Took your suggestion and used array_map to call a number_format function
before printing. This displays the integer data just the way I want. However, as
part of the final display, I add two numbers together for each column to get a
total using the formatted data as a base.
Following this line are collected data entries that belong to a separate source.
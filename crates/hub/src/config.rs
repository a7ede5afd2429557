//! TOML config file loading and validation.
//!
//! Infrastructure endpoints (broker, database, web port) come from the
//! environment in `main`; everything about *how* the field is irrigated
//! lives here.

use anyhow::{bail, Context, Result};
use serde::Deserialize;
use std::collections::HashSet;
use std::time::Duration;

use crate::crop::{CropProfile, CropRegistry};
use crate::predictor::LinearModel;
use crate::scheduler::Timing;

// ---------------------------------------------------------------------------
// Config file structures
// ---------------------------------------------------------------------------

#[derive(Debug, Deserialize)]
pub struct Config {
    /// Active crop id; must be built in or listed under `[[crops]]`.
    #[serde(default = "default_crop")]
    pub crop: String,
    #[serde(default)]
    pub engine: EngineSection,
    #[serde(default)]
    pub crops: Vec<CropEntry>,
    #[serde(default)]
    pub mqtt: MqttSection,
    #[serde(default)]
    pub weather: WeatherSection,
    #[serde(default)]
    pub predictor: PredictorSection,
    #[serde(default)]
    pub alerts: AlertSection,
}

fn default_crop() -> String {
    "wheat".to_string()
}

#[derive(Debug, Clone, Deserialize)]
#[serde(default)]
pub struct EngineSection {
    pub manual_check_sec: u64,
    pub auto_interval_sec: u64,
    pub manual_pause_sec: u64,
    pub idle_pause_sec: u64,
    pub cooldown_sec: u64,
    pub io_timeout_sec: u64,
    pub stale_reading_sec: u64,
}

impl Default for EngineSection {
    fn default() -> Self {
        Self {
            manual_check_sec: 30,
            auto_interval_sec: 300,
            manual_pause_sec: 10,
            idle_pause_sec: 5,
            cooldown_sec: 60,
            io_timeout_sec: 10,
            stale_reading_sec: 900,
        }
    }
}

#[derive(Debug, Clone, Deserialize)]
pub struct CropEntry {
    pub crop_id: String,
    pub ideal_moisture: f64,
    pub max_temp: f64,
    pub water_per_percent: f64,
    pub max_water: f64,
}

#[derive(Debug, Clone, Deserialize)]
#[serde(default)]
pub struct MqttSection {
    pub node_id: String,
}

impl Default for MqttSection {
    fn default() -> Self {
        Self {
            node_id: "field-1".to_string(),
        }
    }
}

#[derive(Debug, Clone, Deserialize)]
#[serde(default)]
pub struct WeatherSection {
    pub latitude: f64,
    pub longitude: f64,
    pub base_url: String,
    /// Overridden by `WEATHER_API_KEY`.  No key means no forecast.
    pub api_key: Option<String>,
}

impl Default for WeatherSection {
    fn default() -> Self {
        Self {
            latitude: 28.3167,
            longitude: 76.9833,
            base_url: "https://api.openweathermap.org/data/2.5".to_string(),
            api_key: None,
        }
    }
}

#[derive(Debug, Clone, PartialEq, Deserialize)]
#[serde(tag = "kind", rename_all = "lowercase")]
pub enum PredictorSection {
    Linear(LinearModel),
    Remote { url: String },
}

impl Default for PredictorSection {
    fn default() -> Self {
        Self::Linear(LinearModel::default())
    }
}

#[derive(Debug, Clone, Default, Deserialize)]
pub struct AlertSection {
    pub webhook_url: Option<String>,
}

// ---------------------------------------------------------------------------
// Derived values
// ---------------------------------------------------------------------------

impl Config {
    /// Built-in profiles plus `[[crops]]`; a config entry replaces a built-in
    /// of the same id.
    pub fn registry(&self) -> CropRegistry {
        self.crops
            .iter()
            .fold(CropRegistry::builtin(), |reg, c| {
                reg.with(
                    &c.crop_id,
                    CropProfile {
                        ideal_moisture: c.ideal_moisture,
                        max_temp: c.max_temp,
                        water_per_percent: c.water_per_percent,
                        max_water: c.max_water,
                    },
                )
            })
    }

    pub fn timing(&self) -> Timing {
        let e = &self.engine;
        Timing {
            manual_check: Duration::from_secs(e.manual_check_sec),
            auto_interval: Duration::from_secs(e.auto_interval_sec),
            manual_pause: Duration::from_secs(e.manual_pause_sec),
            idle_pause: Duration::from_secs(e.idle_pause_sec),
            cooldown: Duration::from_secs(e.cooldown_sec),
        }
    }

    pub fn io_timeout(&self) -> Duration {
        Duration::from_secs(self.engine.io_timeout_sec)
    }

    pub fn stale_after(&self) -> Duration {
        Duration::from_secs(self.engine.stale_reading_sec)
    }
}

// ---------------------------------------------------------------------------
// Validation
// ---------------------------------------------------------------------------

impl Config {
    /// Validate the whole file. Returns `Ok(())` or an error describing
    /// every violation found (not just the first one).
    pub fn validate(&self) -> Result<()> {
        let mut errors: Vec<String> = Vec::new();

        self.validate_engine(&mut errors);
        self.validate_crops(&mut errors);
        self.validate_mqtt(&mut errors);
        self.validate_weather(&mut errors);
        self.validate_predictor(&mut errors);
        self.validate_alerts(&mut errors);

        if errors.is_empty() {
            Ok(())
        } else {
            bail!(
                "config validation failed ({} error{}):\n  - {}",
                errors.len(),
                if errors.len() == 1 { "" } else { "s" },
                errors.join("\n  - ")
            );
        }
    }

    fn validate_engine(&self, errors: &mut Vec<String>) {
        let e = &self.engine;
        for (name, value) in [
            ("manual_check_sec", e.manual_check_sec),
            ("auto_interval_sec", e.auto_interval_sec),
            ("manual_pause_sec", e.manual_pause_sec),
            ("idle_pause_sec", e.idle_pause_sec),
            ("cooldown_sec", e.cooldown_sec),
            ("io_timeout_sec", e.io_timeout_sec),
            ("stale_reading_sec", e.stale_reading_sec),
        ] {
            if value == 0 {
                errors.push(format!("engine: {name} must be positive"));
            }
        }
    }

    fn validate_crops(&self, errors: &mut Vec<String>) {
        let mut seen_ids: HashSet<&str> = HashSet::new();

        for (i, c) in self.crops.iter().enumerate() {
            let ctx = || {
                if c.crop_id.is_empty() {
                    format!("crops[{i}]")
                } else {
                    format!("crop '{}'", c.crop_id)
                }
            };

            if c.crop_id.trim().is_empty() {
                errors.push(format!("{}: crop_id is empty", ctx()));
            } else if !seen_ids.insert(&c.crop_id) {
                errors.push(format!("{}: duplicate crop_id", ctx()));
            }

            if !(0.0..=100.0).contains(&c.ideal_moisture) {
                errors.push(format!(
                    "{}: ideal_moisture {} out of range [0, 100]",
                    ctx(),
                    c.ideal_moisture
                ));
            }
            if !c.max_temp.is_finite() {
                errors.push(format!("{}: max_temp must be a number", ctx()));
            }
            if !(c.water_per_percent.is_finite() && c.water_per_percent > 0.0) {
                errors.push(format!(
                    "{}: water_per_percent must be positive, got {}",
                    ctx(),
                    c.water_per_percent
                ));
            }
            if !(c.max_water.is_finite() && c.max_water > 0.0) {
                errors.push(format!(
                    "{}: max_water must be positive, got {}",
                    ctx(),
                    c.max_water
                ));
            }
        }

        let registry = self.registry();
        if !registry.contains(&self.crop) {
            errors.push(format!(
                "crop '{}' is not registered (known: {})",
                self.crop,
                registry.ids().join(", ")
            ));
        }
    }

    fn validate_mqtt(&self, errors: &mut Vec<String>) {
        let id = &self.mqtt.node_id;
        if id.trim().is_empty() {
            errors.push("mqtt: node_id is empty".to_string());
        } else if id.contains(['/', '+', '#']) {
            errors.push(format!(
                "mqtt: node_id '{id}' must not contain '/', '+' or '#'"
            ));
        }
    }

    fn validate_weather(&self, errors: &mut Vec<String>) {
        let w = &self.weather;
        if !(-90.0..=90.0).contains(&w.latitude) {
            errors.push(format!("weather: latitude {} out of range [-90, 90]", w.latitude));
        }
        if !(-180.0..=180.0).contains(&w.longitude) {
            errors.push(format!(
                "weather: longitude {} out of range [-180, 180]",
                w.longitude
            ));
        }
        if !is_http_url(&w.base_url) {
            errors.push(format!("weather: base_url '{}' is not an http(s) URL", w.base_url));
        }
    }

    fn validate_predictor(&self, errors: &mut Vec<String>) {
        match &self.predictor {
            PredictorSection::Linear(m) => {
                if !m.intercept.is_finite() || m.weights.iter().any(|w| !w.is_finite()) {
                    errors.push("predictor: linear coefficients must be numbers".to_string());
                }
            }
            PredictorSection::Remote { url } => {
                if !is_http_url(url) {
                    errors.push(format!("predictor: url '{url}' is not an http(s) URL"));
                }
            }
        }
    }

    fn validate_alerts(&self, errors: &mut Vec<String>) {
        if let Some(url) = &self.alerts.webhook_url {
            if !is_http_url(url) {
                errors.push(format!("alerts: webhook_url '{url}' is not an http(s) URL"));
            }
        }
    }
}

fn is_http_url(s: &str) -> bool {
    s.starts_with("http://") || s.starts_with("https://")
}

// ---------------------------------------------------------------------------
// Loading
// ---------------------------------------------------------------------------

/// Read, parse, and validate a TOML config file.
pub fn load(path: &str) -> Result<Config> {
    let contents =
        std::fs::read_to_string(path).with_context(|| format!("failed to read config: {path}"))?;
    let config: Config =
        toml::from_str(&contents).with_context(|| format!("failed to parse config: {path}"))?;
    config
        .validate()
        .with_context(|| format!("invalid config: {path}"))?;
    Ok(config)
}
The totals are now sums of the
truncated versions (with the comma as the demarcation point) of the formatted
numbers.

Code: Select all

function fmt($f) {
  return number_format($f,0);
}

for ( $n = 0; $n < $numrows; $n++ ) {
$fld = mysql_num_fields($r2);
$row2 = array_map("fmt", mysql_fetch_row($r2));
$row3 = array_map("fmt", mysql_fetch_row($r3));
$land .= '<td align="right">' . implode('</td><td align="right">', $row2) . '</td></tr>';
echo '<tr><td align="right">' . mysql_result($r1,$n,"PIN") . '</td><td bgcolor="yellow">' . mysql_result($r1,$n,"Name") . '</td></tr>';
echo '<tr><td><br></td><td>Land</td>' . $land;
$bldg .= '<td align="right">' . implode('</td><td align="right">', $row3) . '</td></tr>';
echo '<tr><td><br></td><td>Buildings</td>' . $bldg;

for ( $j=0; $j < $fld; $j++ ) {
$sline .= '<td align="right">------------</td>';
$tot .= '<td align="right">' . ($row2[$j] + $row3[$j]) . '</td>';
$dline .= '<td align="right">========</td>';
}
I realize that I am using formatted data to perform an 'add' and this is the probable cause
of the problem i.e. comma acting as a decimal point. However, I want to slim the code as
much as possible. Can this be done in this or some other fashion without having to create
other variables just to hold the formatted data while using the raw mysql_fetch_row to
perform the math addition?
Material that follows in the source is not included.